(DATASET RECORDS Opens)
//! String interner for identifiers and string literals.
//!
//! Interned strings are leaked so lookups can hand out `&'static str`
//! without holding the lock.

use super::Name;
use parking_lot::RwLock;
use rustc_hash::FxHashMap;
use std::sync::Arc;

/// Error when interning a string fails.
#[derive(Debug, Clone, PartialEq, Eq)]
pub enum InternError {
    /// More than `u32::MAX` distinct strings were interned.
    Overflow { count: usize },
}

impl std::fmt::Display for InternError {
    fn fmt(&self, f: &mut std::fmt::Formatter<'_>) -> std::fmt::Result {
        match self {
            InternError::Overflow { count } => write!(
                f,
                "interner exceeded capacity: {count} strings, max is {}",
                u32::MAX
            ),
        }
    }
}

impl std::error::Error for InternError {}

/// Storage behind the lock.
struct InternTable {
    map: FxHashMap<&'static str, Name>,
    strings: Vec<&'static str>,
}

impl InternTable {
    fn with_empty() -> Self {
        let empty: &'static str = "";
        let mut map = FxHashMap::default();
        map.insert(empty, Name::EMPTY);
        InternTable {
            map,
            strings: vec![empty],
        }
    }
}

/// String interner with O(1) lookup and equality comparison.
///
/// Uses a `RwLock` so a single interner can be shared between a front end
/// and the evaluator.
pub struct StringInterner {
    table: RwLock<InternTable>,
}

impl StringInterner {
    /// Create a new interner with the language's reserved words pre-interned.
    pub fn new() -> Self {
        let interner = StringInterner {
            table: RwLock::new(InternTable::with_empty()),
        };
        interner.pre_intern_keywords();
        interner
    }

    /// Try to intern a string, returning its Name or an error on overflow.
    pub fn try_intern(&self, s: &str) -> Result<Name, InternError> {
        if let Some(&name) = self.table.read().map.get(s) {
            return Ok(name);
        }

        let mut guard = self.table.write();
        // Another writer may have won the race.
        if let Some(&name) = guard.map.get(s) {
            return Ok(name);
        }

        let index = u32::try_from(guard.strings.len()).map_err(|_| InternError::Overflow {
            count: guard.strings.len(),
        })?;
        let leaked: &'static str = Box::leak(s.to_owned().into_boxed_str());
        let name = Name::from_raw(index);
        guard.strings.push(leaked);
        guard.map.insert(leaked, name);
        Ok(name)
    }

    /// Intern a string, returning its Name.
    ///
    /// # Panics
    /// Panics if more than `u32::MAX` strings are interned.
    #[inline]
    pub fn intern(&self, s: &str) -> Name {
        self.try_intern(s).unwrap_or_else(|e| panic!("{e}"))
    }

    /// Look up the string for a Name.
    ///
    /// Names not produced by this interner resolve to the empty string.
    pub fn lookup(&self, name: Name) -> &'static str {
        self.table
            .read()
            .strings
            .get(name.index())
            .copied()
            .unwrap_or("")
    }

    /// Number of interned strings, including the empty string.
    pub fn len(&self) -> usize {
        self.table.read().strings.len()
    }

    /// Always false: the empty string is pre-interned.
    pub fn is_empty(&self) -> bool {
        false
    }

    fn pre_intern_keywords(&self) {
        const KEYWORDS: &[&str] = &[
            "func", "struct", "var", "if", "else", "for", "return", "try", "catch", "raise",
            "new", "nil", "true", "false", "int", "bool", "string", "void", "main", "print",
            "inputi", "inputs",
        ];
        for kw in KEYWORDS {
            self.intern(kw);
        }
    }
}

impl Default for StringInterner {
    fn default() -> Self {
        Self::new()
    }
}

/// Interner shared between a front end and one or more evaluator runs.
#[derive(Clone, Default)]
pub struct SharedInterner(Arc<StringInterner>);

impl SharedInterner {
    pub fn new() -> Self {
        SharedInterner(Arc::new(StringInterner::new()))
    }
}

impl std::ops::Deref for SharedInterner {
    type Target = StringInterner;

    fn deref(&self) -> &Self::Target {
        &self.0
    }
}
(DATASET RECORDS Closes)
TASK DETAILS: Each entry should be reproduced in the output exactly.

REPLY TO THE EXERCISE:
//! String interner for identifiers and string literals.
//!
//! Interned strings are leaked so lookups can hand out `&'static str`
//! without holding the lock.

use super::Name;
use parking_lot::RwLock;
use rustc_hash::FxHashMap;
use std::sync::Arc;

/// Error when interning a string fails.
#[derive(Debug, Clone, PartialEq, Eq)]
pub enum InternError {
    /// More than `u32::MAX` distinct strings were interned.
    Overflow { count: usize },
}

impl std::fmt::Display for InternError {
    fn fmt(&self, f: &mut std::fmt::Formatter<'_>) -> std::fmt::Result {
        match self {
            InternError::Overflow { count } => write!(
                f,
                "interner exceeded capacity: {count} strings, max is {}",
                u32::MAX
            ),
        }
    }
}

impl std::error::Error for InternError {}

/// Storage behind the lock.
struct InternTable {
    map: FxHashMap<&'static str, Name>,
    strings: Vec<&'static str>,
}

impl InternTable {
    fn with_empty() -> Self {
        let empty: &'static str = "";
        let mut map = FxHashMap::default();
        map.insert(empty, Name::EMPTY);
        InternTable {
            map,
            strings: vec![empty],
        }
    }
}

/// String interner with O(1) lookup and equality comparison.
///
/// Uses a `RwLock` so a single interner can be shared between a front end
/// and the evaluator.
pub struct StringInterner {
    table: RwLock<InternTable>,
}

impl StringInterner {
    /// Create a new interner with the language's reserved words pre-interned.
    pub fn new() -> Self {
        let interner = StringInterner {
            table: RwLock::new(InternTable::with_empty()),
        };
        interner.pre_intern_keywords();
        interner
    }

    /// Try to intern a string, returning its Name or an error on overflow.
    pub fn try_intern(&self, s: &str) -> Result<Name, InternError> {
        if let Some(&name) = self.table.read().map.get(s) {
            return Ok(name);
        }

        let mut guard = self.table.write();
        // Another writer may have won the race.
        if let Some(&name) = guard.map.get(s) {
            return Ok(name);
        }

        let index = u32::try_from(guard.strings.len()).map_err(|_| InternError::Overflow {
            count: guard.strings.len(),
        })?;
        let leaked: &'static str = Box::leak(s.to_owned().into_boxed_str());
        let name = Name::from_raw(index);
        guard.strings.push(leaked);
        guard.map.insert(leaked, name);
        Ok(name)
    }

    /// Intern a string, returning its Name.
    ///
    /// # Panics
    /// Panics if more than `u32::MAX` strings are interned.
    #[inline]
    pub fn intern(&self, s: &str) -> Name {
        self.try_intern(s).unwrap_or_else(|e| panic!("{e}"))
    }

    /// Look up the string for a Name.
    ///
    /// Names not produced by this interner resolve to the empty string.
    pub fn lookup(&self, name: Name) -> &'static str {
        self.table
            .read()
            .strings
            .get(name.index())
            .copied()
            .unwrap_or("")
    }

    /// Number of interned strings, including the empty string.
    pub fn len(&self) -> usize {
        self.table.read().strings.len()
    }

    /// Always false: the empty string is pre-interned.
    pub fn is_empty(&self) -> bool {
        false
    }

    fn pre_intern_keywords(&self) {
        const KEYWORDS: &[&str] = &[
            "func", "struct", "var", "if", "else", "for", "return", "try", "catch", "raise",
            "new", "nil", "true", "false", "int", "bool", "string", "void", "main", "print",
            "inputi", "inputs",
        ];
        for kw in KEYWORDS {
            self.intern(kw);
        }
    }
}

impl Default for StringInterner {
    fn default() -> Self {
        Self::new()
    }
}

/// Interner shared between a front end and one or more evaluator runs.
#[derive(Clone, Default)]
pub struct SharedInterner(Arc<StringInterner>);

impl SharedInterner {
    pub fn new() -> Self {
        SharedInterner(Arc::new(StringInterner::new()))
    }
}

impl std::ops::Deref for SharedInterner {
    type Target = StringInterner;

    fn deref(&self) -> &Self::Target {
        &self.0
    }
}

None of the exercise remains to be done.